JONATHAN BRIDGES (Mazin A. Sbaiti, on the brief), Sbaiti & Company PLLC, Dallas, TX, for Plaintiffs- Appellants.
MATTHEW J. PORPORA (Jeffrey T. Scott, Julia A. Malkina, Jacob E. Cohen on the brief), Sullivan & Cromwell, New York, NY, for Defendants-Appellees.
2 PER CURIAM:
Plaintiffs appeal from a judgment of the United States District Court for the
Southern District of New York dismissing their claims under the Securities Act of
1933 (the “Securities Act”) against Defendants, a bank holding company, its
subsidiary, and its executives (collectively, “Barclays”). Barclays issued complex
debt securities called exchange-traded notes (“ETNs”), which it subsequently
condensed through a 4:1 “reverse split” that swapped every four outstanding
notes for a single note of equal value. Plaintiffs, who held such post-split ETNs
(collectively, the “Investors”), assert that Barclays violated section 12 of the
Securities Act by selling the ETNs without registering them with the Securities and
Exchange Commission (“SEC”) and section 11 by tying the ETNs to a registration
statement that included allegedly misleading statements.
The district court dismissed the complaint because it concluded that (i) the
reverse split did not constitute a “sale” under the Securities Act – a prerequisite
for liability under section 12 – and (ii) the Investors failed to trace the post-split
ETNs to a particular registration statement, as required for section 11 liability. On
these issues of first impression, we agree with the district court and accordingly
affirm the judgment in full. I. BACKGROUND
This case relates to Barclays’ use of complex debt instruments called ETNs.
In a nutshell, ETNs are debt securities that derive their value from underlying
indices. Here, Barclays issued certain ETNs – under the ticker “VXX” – that
tracked expected future market volatility and thus enabled “sophisticated
investors to manage daily trading risks.” J. App’x at 247–48. Investors could
(i) hold VXX to maturity and receive a cash payout at that time, id. at 248;
(ii) redeem them in blocks of 25,000 notes at an earlier date, id.; or (iii) trade them
on the New York Stock Exchange via an “efficient” and “highly liquid” secondary
market, id. at 222.
When distributing these ETNs, Barclays relied on its status as a “well-
known seasoned issuer” (“WKSI”), i.e., a proven, trustworthy, and experienced
financial institution. See Securities Offering Reform, Securities Act Release No.
8591, 70 Fed. Reg. 44,721 (Aug. 3, 2005).

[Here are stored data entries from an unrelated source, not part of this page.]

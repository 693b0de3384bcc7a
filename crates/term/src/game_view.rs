//! GameView: maps a [`GameSnapshot`] into a terminal framebuffer.
//!
//! This module is pure (no I/O). It can be unit-tested.
//!
//! Grid row 0 is the lock edge and is drawn at the top of the well, so
//! pieces visibly rise from the bottom. During a line clear the view draws
//! glowing rows in the glow phase and, in the shift phase, draws each moving
//! row from its snapshot at `original_row + offset` instead of at its
//! compacted grid position.

use crate::core::{GameSnapshot, PieceSnapshot};
use crate::fb::{CellStyle, FrameBuffer, Rgb};
use crate::types::{AnimationPhase, PieceKind, SessionState, BOARD_HEIGHT, BOARD_WIDTH, EMPTY};

const WELL_BG: Rgb = Rgb::new(30, 30, 40);
const GLOW: Rgb = Rgb::new(255, 255, 255);

/// Terminal viewport dimensions.
#[derive(Debug, Clone, Copy, PartialEq, Eq)]
pub struct Viewport {
    pub width: u16,
    pub height: u16,
}

impl Viewport {
    pub fn new(width: u16, height: u16) -> Self {
        Self { width, height }
    }
}

/// Where the well frame lands inside the viewport.
#[derive(Debug, Clone, Copy, PartialEq, Eq)]
struct Frame {
    x: u16,
    y: u16,
    w: u16,
    h: u16,
}

/// A lightweight terminal renderer for the game.
#[derive(Debug, Clone, Copy)]
pub struct GameView {
    /// Board cell width in terminal columns.
    cell_w: u16,
    /// Board cell height in terminal rows.
    cell_h: u16,
}

impl Default for GameView {
    fn default() -> Self {
        // 2x1 helps compensate for typical terminal glyph aspect ratio.
        Self {
            cell_w: 2,
            cell_h: 1,
        }
    }
}

impl GameView {
    pub fn new(cell_w: u16, cell_h: u16) -> Self {
        Self {
            cell_w: cell_w.max(1),
            cell_h: cell_h.max(1),
        }
    }

    /// Terminal size needed to show the well and the side panel.
    pub fn min_viewport(&self) -> Viewport {
        Viewport::new(
            BOARD_WIDTH as u16 * self.cell_w + 2 + 2 + 16,
            BOARD_HEIGHT as u16 * self.cell_h + 2,
        )
    }

    /// Render a snapshot into an existing framebuffer.
    ///
    /// Callers can reuse a framebuffer across frames; it is only resized when
    /// the viewport changes.
    pub fn render_into(&self, snap: &GameSnapshot, viewport: Viewport, fb: &mut FrameBuffer) {
        fb.resize(viewport.width, viewport.height);
        fb.clear(CellStyle::default().glyph(' '));

        let board_w = BOARD_WIDTH as u16 * self.cell_w;
        let board_h = BOARD_HEIGHT as u16 * self.cell_h;
        let frame_w = board_w + 2;
        let frame_h = board_h + 2;
        let frame = Frame {
            x: viewport.width.saturating_sub(frame_w + 18) / 2,
            y: viewport.height.saturating_sub(frame_h) / 2,
            w: frame_w,
            h: frame_h,
        };

        fb.fill_rect(
            frame.x + 1,
            frame.y + 1,
            board_w,
            board_h,
            ' ',
            CellStyle::new(Rgb::new(80, 80, 90), WELL_BG),
        );
        draw_border(fb, frame, CellStyle::new(Rgb::new(200, 200, 200), Rgb::new(0, 0, 0)));

        self.draw_board(fb, frame, snap);

        // The piece is frozen and hidden while rows are being cleared.
        if snap.animation.phase == AnimationPhase::Idle {
            if let Some(piece) = snap.current {
                self.draw_piece(fb, frame, &piece);
            }
        }

        self.draw_side_panel(fb, snap, viewport, frame);

        match snap.state {
            SessionState::NotStarted => draw_overlay_text(fb, frame, "PRESS ENTER"),
            SessionState::Paused => draw_overlay_text(fb, frame, "PAUSED"),
            SessionState::GameOver => draw_overlay_text(fb, frame, "GAME OVER"),
            SessionState::Running | SessionState::Clearing => {}
        }
    }

    /// Convenience helper that allocates a new framebuffer.
    pub fn render(&self, snap: &GameSnapshot, viewport: Viewport) -> FrameBuffer {
        let mut fb = FrameBuffer::new(viewport.width, viewport.height);
        self.render_into(snap, viewport, &mut fb);
        fb
    }

    fn draw_board(&self, fb: &mut FrameBuffer, frame: Frame, snap: &GameSnapshot) {
        let anim = &snap.animation;
        let shifting = anim.phase == AnimationPhase::Shift;

        for y in 0..BOARD_HEIGHT {
            // Move targets hold compacted content; the moving row draws it.
            if shifting && anim.is_move_target(y) {
                continue;
            }
            let glow = anim.glowing[y as usize].then_some(anim.glow_intensity);
            for (x, &cell) in snap.board[y as usize].iter().enumerate() {
                self.draw_grid_cell(fb, frame, x as u16, y as i32, cell, glow);
            }
        }

        if shifting {
            for moving in &anim.moving {
                let row = moving.row.original_row as i32 + moving.offset.round() as i32;
                for (x, &cell) in moving.row.cells.iter().enumerate() {
                    self.draw_grid_cell(fb, frame, x as u16, row, cell, None);
                }
            }
        }
    }

    fn draw_grid_cell(
        &self,
        fb: &mut FrameBuffer,
        frame: Frame,
        x: u16,
        y: i32,
        cell: u8,
        glow: Option<f32>,
    ) {
        if !(0..BOARD_HEIGHT as i32).contains(&y) {
            return;
        }
        let y = y as u16;
        match PieceKind::from_color(cell) {
            Some(kind) => {
                let fg = match glow {
                    Some(t) => piece_rgb(kind).lerp(GLOW, t),
                    None => piece_rgb(kind),
                };
                let style = CellStyle::new(fg, WELL_BG).bold();
                self.fill_cell(fb, frame, x, y, '█', style);
            }
            None if cell == EMPTY => {
                let style = CellStyle::new(Rgb::new(90, 90, 100), WELL_BG).dim();
                self.fill_cell(fb, frame, x, y, '·', style);
            }
            None => {}
        }
    }

    fn draw_piece(&self, fb: &mut FrameBuffer, frame: Frame, piece: &PieceSnapshot) {
        let style = CellStyle::new(piece_rgb(piece.kind), WELL_BG).bold();
        for (x, y) in piece.cells() {
            if (0..BOARD_WIDTH as i8).contains(&x) && (0..BOARD_HEIGHT as i8).contains(&y) {
                self.fill_cell(fb, frame, x as u16, y as u16, '█', style);
            }
        }
    }

    fn fill_cell(&self, fb: &mut FrameBuffer, frame: Frame, x: u16, y: u16, ch: char, style: CellStyle) {
        let px = frame.x + 1 + x * self.cell_w;
        let py = frame.y + 1 + y * self.cell_h;
        fb.fill_rect(px, py, self.cell_w, self.cell_h, ch, style);
    }

    fn draw_side_panel(&self, fb: &mut FrameBuffer, snap: &GameSnapshot, viewport: Viewport, frame: Frame) {
        let panel_x = frame.x.saturating_add(frame.w).saturating_add(2);
        if panel_x >= viewport.width || viewport.width - panel_x < 12 {
            return;
        }

        let label = CellStyle::default().bold();
        let value = CellStyle::new(Rgb::new(200, 200, 200), Rgb::new(0, 0, 0));

        let mut y = frame.y;
        for (name, n) in [
            ("SCORE", snap.score),
            ("LEVEL", snap.level),
            ("LINES", snap.lines),
        ] {
            fb.put_str(panel_x, y, name, label);
            fb.put_u32(panel_x, y + 1, n, value);
            y = y.saturating_add(3);
        }

        fb.put_str(panel_x, y, "NEXT", label);
        y = y.saturating_add(1);
        if let Some(next) = snap.next {
            let style = CellStyle::new(piece_rgb(next.kind), Rgb::new(0, 0, 0)).bold();
            // Same orientation as the well: local row 0 drawn lowest.
            let n = next.shape.size() as u16;
            for (row, col) in next.shape.occupied() {
                let py = y + (n - 1 - row as u16);
                fb.fill_rect(panel_x + col as u16 * 2, py, 2, 1, '█', style);
            }
            y = y.saturating_add(n);
        }
        y = y.saturating_add(1);

        fb.put_str(panel_x, y, "STATE", label);
        fb.put_str(panel_x, y + 1, snap.state.as_str(), value);
        y = y.saturating_add(3);

        if snap.debug {
            let dim = value.dim();
            fb.put_str(panel_x, y, "DEBUG", label);
            let cx = fb.put_str(panel_x, y + 1, "seed ", dim);
            fb.put_u32(cx, y + 1, snap.seed, dim);
            let cx = fb.put_str(panel_x, y + 2, "drop ", dim);
            let cx = fb.put_u32(cx, y + 2, snap.drop_interval_ms, dim);
            fb.put_str(cx, y + 2, "ms", dim);
            if snap.animation.phase != AnimationPhase::Idle {
                let cx = fb.put_str(panel_x, y + 3, "clear ", dim);
                let cx = fb.put_u32(cx, y + 3, snap.animation.elapsed_ms, dim);
                fb.put_str(cx, y + 3, "ms", dim);
            }
        }
    }
}

fn draw_border(fb: &mut FrameBuffer, frame: Frame, style: CellStyle) {
    let Frame { x, y, w, h } = frame;
    if w < 2 || h < 2 {
        return;
    }

    fb.put_char(x, y, '┌', style);
    fb.put_char(x + w - 1, y, '┐', style);
    fb.put_char(x, y + h - 1, '└', style);
    fb.put_char(x + w - 1, y + h - 1, '┘', style);

    for dx in 1..w - 1 {
        fb.put_char(x + dx, y, '─', style);
        fb.put_char(x + dx, y + h - 1, '─', style);
    }
    for dy in 1..h - 1 {
        fb.put_char(x, y + dy, '│', style);
        fb.put_char(x + w - 1, y + dy, '│', style);
    }
}

fn draw_overlay_text(fb: &mut FrameBuffer, frame: Frame, text: &str) {
    let mid_y = frame.y.saturating_add(frame.h / 2);
    let text_w = text.chars().count() as u16;
    let x = frame.x.saturating_add(frame.w.saturating_sub(text_w) / 2);
    let style = CellStyle::new(Rgb::new(255, 255, 255), Rgb::new(0, 0, 0)).bold();
    fb.put_str(x, mid_y, text, style);
}

/// Display colour of a piece kind
pub fn piece_rgb(kind: PieceKind) -> Rgb {
    match kind {
        PieceKind::I => Rgb::new(80, 220, 220),
        PieceKind::O => Rgb::new(240, 220, 80),
        PieceKind::T => Rgb::new(200, 120, 220),
        PieceKind::S => Rgb::new(100, 220, 120),
        PieceKind::Z => Rgb::new(220, 80, 80),
        PieceKind::J => Rgb::new(80, 120, 220),
        PieceKind::L => Rgb::new(255, 165, 0),
    }
}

Unlike normal issuers, WKSIs do not
have to register each new batch of securities with the SEC and obtain the agency’s
approval; instead, they can file “open-ended shelf registration statement[s],” J.
App’x at 162, with “unspecified amounts of . . . securities,” id. at 312. Then,
whenever they want to access capital, they can issue as many securities as they
4 would like, selling them immediately, and “pay[ing] filing fees on a ‘pay-as-you-
go’ basis.” Id.
Barclays lost this ability, however, in 2017, when it gave up its WKSI status
after settling cease-and-desist proceedings brought by the SEC. Id. In the
confusion that followed, Barclays, which was accustomed to the pay-as-you-go
model, inadvertently issued more securities than it had pre-registered with the
SEC. There was thus a period, between July 2019 and October 2021, when
Barclays was issuing unregistered VXX.
During that span – on April 23, 2021 – Barclays “consummated” a “4:1
reverse split for VXX.” Id. at 180. This reverse split meant that Barclays would
“replace” “every four [ETNs] that an investor held . . . with a single new [ETN]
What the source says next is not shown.